◆ PROBLEM DESCRIPTION:
Would you filter the listing below so that only lines with the word "deleted" remain?

◆ EXERCISE MATERIAL:
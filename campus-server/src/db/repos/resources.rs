//! Resource repository
//!
//! Handles resource CRUD plus the joined resource/booking queries:
//! - cancel/delete: transaction covering the resource and its bookings
//! - filter/sort: single LEFT JOIN, one row per (resource, booking)

use sqlx::{FromRow, SqlitePool};

use super::DbError;
use crate::models::{
    BookingStatus, Capacity, ResourceKind, ResourceName, ResourceSort, ResourceStatus,
};

/// Resource record from database
#[derive(Debug, Clone, FromRow)]
pub struct Resource {
    pub resource_id: i64,
    pub name: String,
    #[sqlx(rename = "type")]
    pub kind: String,
    pub capacity: i64,
    pub image_url: Option<String>,
    pub status: String,
}

/// Resource joined with at most one of its bookings
#[derive(Debug, Clone, FromRow)]
pub struct ResourceBookingRow {
    pub resource_id: i64,
    pub name: String,
    #[sqlx(rename = "type")]
    pub kind: String,
    pub capacity: i64,
    pub image_url: Option<String>,
    pub booking_id: Option<i64>,
    pub booking_status: Option<String>,
    pub booking_date: Option<String>,
}

/// Validated input for a new resource
#[derive(Debug, Clone)]
pub struct NewResource {
    pub name: ResourceName,
    pub kind: ResourceKind,
    pub capacity: Capacity,
    pub image_url: Option<String>,
}

/// Partial update; `None` fields keep their current value
#[derive(Debug, Clone, Default)]
pub struct ResourcePatch {
    pub name: Option<ResourceName>,
    pub kind: Option<ResourceKind>,
    pub capacity: Option<Capacity>,
    /// `Some(None)` clears the image
    pub image_url: Option<Option<String>>,
}

impl ResourcePatch {
    pub fn is_empty(&self) -> bool {
        self.name.is_none()
            && self.kind.is_none()
            && self.capacity.is_none()
            && self.image_url.is_none()
    }
}

const RESOURCE_COLUMNS: &str = "resource_id, name, type, capacity, image_url, status";

const JOINED_SELECT: &str = r#"
    SELECT
        r.resource_id,
        r.name,
        r.type,
        r.capacity,
        r.image_url,
        b.booking_id,
        b.status AS booking_status,
        b.date AS booking_date
    FROM resources r
    LEFT JOIN bookings b ON b.resource_id = r.resource_id
"#;

/// Resource repository
pub struct ResourceRepo<'a> {
    pool: &'a SqlitePool,
}

impl<'a> ResourceRepo<'a> {
    pub fn new(pool: &'a SqlitePool) -> Self {
        Self { pool }
    }

    /// All resources in id order.
    pub async fn list(&self) -> Result<Vec<Resource>, DbError> {
        let sql = format!("SELECT {} FROM resources ORDER BY resource_id", RESOURCE_COLUMNS);
        let rows = sqlx::query_as::<_, Resource>(&sql)
            .fetch_all(self.pool)
            .await?;
        Ok(rows)
    }

    pub async fn get(&self, id: i64) -> Result<Resource, DbError> {
        let sql = format!("SELECT {} FROM resources WHERE resource_id = ?1", RESOURCE_COLUMNS);
        sqlx::query_as::<_, Resource>(&sql)
            .bind(id)
            .fetch_optional(self.pool)
            .await?
            .ok_or_else(|| DbError::not_found("resource", id))
    }

    pub async fn create(&self, new: NewResource) -> Result<Resource, DbError> {
        let sql = format!(
            "INSERT INTO resources (name, type, capacity, image_url) VALUES (?1, ?2, ?3, ?4) RETURNING {}",
            RESOURCE_COLUMNS
        );
        let resource = sqlx::query_as::<_, Resource>(&sql)
            .bind(new.name.as_str())
            .bind(new.kind.as_str())
            .bind(new.capacity.get())
            .bind(new.image_url)
            .fetch_one(self.pool)
            .await?;
        Ok(resource)
    }

    /// Apply a partial update in one statement.
    pub async fn update(&self, id: i64, patch: ResourcePatch) -> Result<Resource, DbError> {
        let sql = format!(
            r#"
            UPDATE resources SET
                name = COALESCE(?2, name),
                type = COALESCE(?3, type),
                capacity = COALESCE(?4, capacity),
                image_url = CASE WHEN ?5 THEN ?6 ELSE image_url END
            WHERE resource_id = ?1
            RETURNING {}
            "#,
            RESOURCE_COLUMNS
        );
        sqlx::query_as::<_, Resource>(&sql)
            .bind(id)
            .bind(patch.name.as_ref().map(ResourceName::as_str))
            .bind(patch.kind.as_ref().map(ResourceKind::as_str))
            .bind(patch.capacity.map(Capacity::get))
            .bind(patch.image_url.is_some())
            .bind(patch.image_url.flatten())
            .fetch_optional(self.pool)
            .await?
            .ok_or_else(|| DbError::not_found("resource", id))
    }

    /// Take a resource out of service and cancel its open bookings.
    ///
    /// Returns the number of bookings that were cancelled.
    pub async fn cancel(&self, id: i64) -> Result<u64, DbError> {
        let mut tx = self.pool.begin().await?;

        let updated = sqlx::query("UPDATE resources SET status = ?2 WHERE resource_id = ?1")
            .bind(id)
            .bind(ResourceStatus::Cancelled.as_str())
            .execute(&mut *tx)
            .await?;

        if updated.rows_affected() == 0 {
            return Err(DbError::not_found("resource", id));
        }

        let cancelled = sqlx::query(
            "UPDATE bookings SET status = ?2 WHERE resource_id = ?1 AND status = ?3",
        )
        .bind(id)
        .bind(BookingStatus::Cancelled.as_str())
        .bind(BookingStatus::Booked.as_str())
        .execute(&mut *tx)
        .await?;

        tx.commit().await?;
        Ok(cancelled.rows_affected())
    }

    /// Make a cancelled resource bookable again. Its old bookings stay cancelled.
    pub async fn restore(&self, id: i64) -> Result<Resource, DbError> {
        let sql = format!(
            "UPDATE resources SET status = ?2 WHERE resource_id = ?1 RETURNING {}",
            RESOURCE_COLUMNS
        );
        sqlx::query_as::<_, Resource>(&sql)
            .bind(id)
            .bind(ResourceStatus::Available.as_str())
            .fetch_optional(self.pool)
            .await?
            .ok_or_else(|| DbError::not_found("resource", id))
    }

    /// Delete a resource together with its bookings.
    pub async fn delete(&self, id: i64) -> Result<(), DbError> {
        let mut tx = self.pool.begin().await?;

        sqlx::query("DELETE FROM bookings WHERE resource_id = ?1")
            .bind(id)
            .execute(&mut *tx)
            .await?;

        let deleted = sqlx::query("DELETE FROM resources WHERE resource_id = ?1")
            .bind(id)
            .execute(&mut *tx)
            .await?;

        if deleted.rows_affected() == 0 {
            // dropping tx rolls back
            return Err(DbError::not_found("resource", id));
        }

        tx.commit().await?;
        Ok(())
    }

    /// Case-insensitive substring match on name, type or image URL.
    pub async fn search(&self, query: &str) -> Result<Vec<Resource>, DbError> {
        let sql = format!(
            r#"
            SELECT {}
            FROM resources
            WHERE name LIKE ?1 ESCAPE '\'
               OR type LIKE ?1 ESCAPE '\'
               OR image_url LIKE ?1 ESCAPE '\'
            ORDER BY resource_id
            "#,
            RESOURCE_COLUMNS
        );
        let rows = sqlx::query_as::<_, Resource>(&sql)
            .bind(like_pattern(query))
            .fetch_all(self.pool)
            .await?;
        Ok(rows)
    }

    /// Resources joined with their bookings, optionally narrowed by
    /// resource type and booking status.
    pub async fn filter(
        &self,
        kind: Option<&ResourceKind>,
        booking_status: Option<BookingStatus>,
    ) -> Result<Vec<ResourceBookingRow>, DbError> {
        let sql = format!(
            r#"
            {}
            WHERE (?1 IS NULL OR r.type = ?1)
              AND (?2 IS NULL OR b.status = ?2)
            ORDER BY r.resource_id, b.booking_id
            "#,
            JOINED_SELECT
        );
        let rows = sqlx::query_as::<_, ResourceBookingRow>(&sql)
            .bind(kind.map(ResourceKind::as_str))
            .bind(booking_status.map(|s| s.as_str()))
            .fetch_all(self.pool)
            .await?;
        Ok(rows)
    }

    /// Resources joined with their bookings in the requested order.
    pub async fn sorted(&self, by: Option<ResourceSort>) -> Result<Vec<ResourceBookingRow>, DbError> {
        let order = match by {
            None => "r.resource_id, b.booking_id",
            Some(ResourceSort::Date) => {
                "b.date IS NULL, b.date, b.start_time, r.resource_id, b.booking_id"
            }
            Some(ResourceSort::Name) => "r.name COLLATE NOCASE, r.resource_id, b.booking_id",
            Some(ResourceSort::Capacity) => "r.capacity DESC, r.resource_id, b.booking_id",
        };
        let sql = format!("{} ORDER BY {}", JOINED_SELECT, order);

        let rows = sqlx::query_as::<_, ResourceBookingRow>(&sql)
            .fetch_all(self.pool)
            .await?;
        Ok(rows)
    }
}

/// Wrap user text in `%...%`, escaping LIKE wildcards.
fn like_pattern(query: &str) -> String {
    let mut pattern = String::with_capacity(query.len() + 2);
    pattern.push('%');
    for c in query.trim().chars() {
        if matches!(c, '%' | '_' | '\\') {
            pattern.push('\\');
        }
        pattern.push(c);
    }
    pattern.push('%');
    pattern
}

◆ ANSWER BOX:
        let deleted = sqlx::query("DELETE FROM resources WHERE resource_id = ?1")
        if deleted.rows_affected() == 0 {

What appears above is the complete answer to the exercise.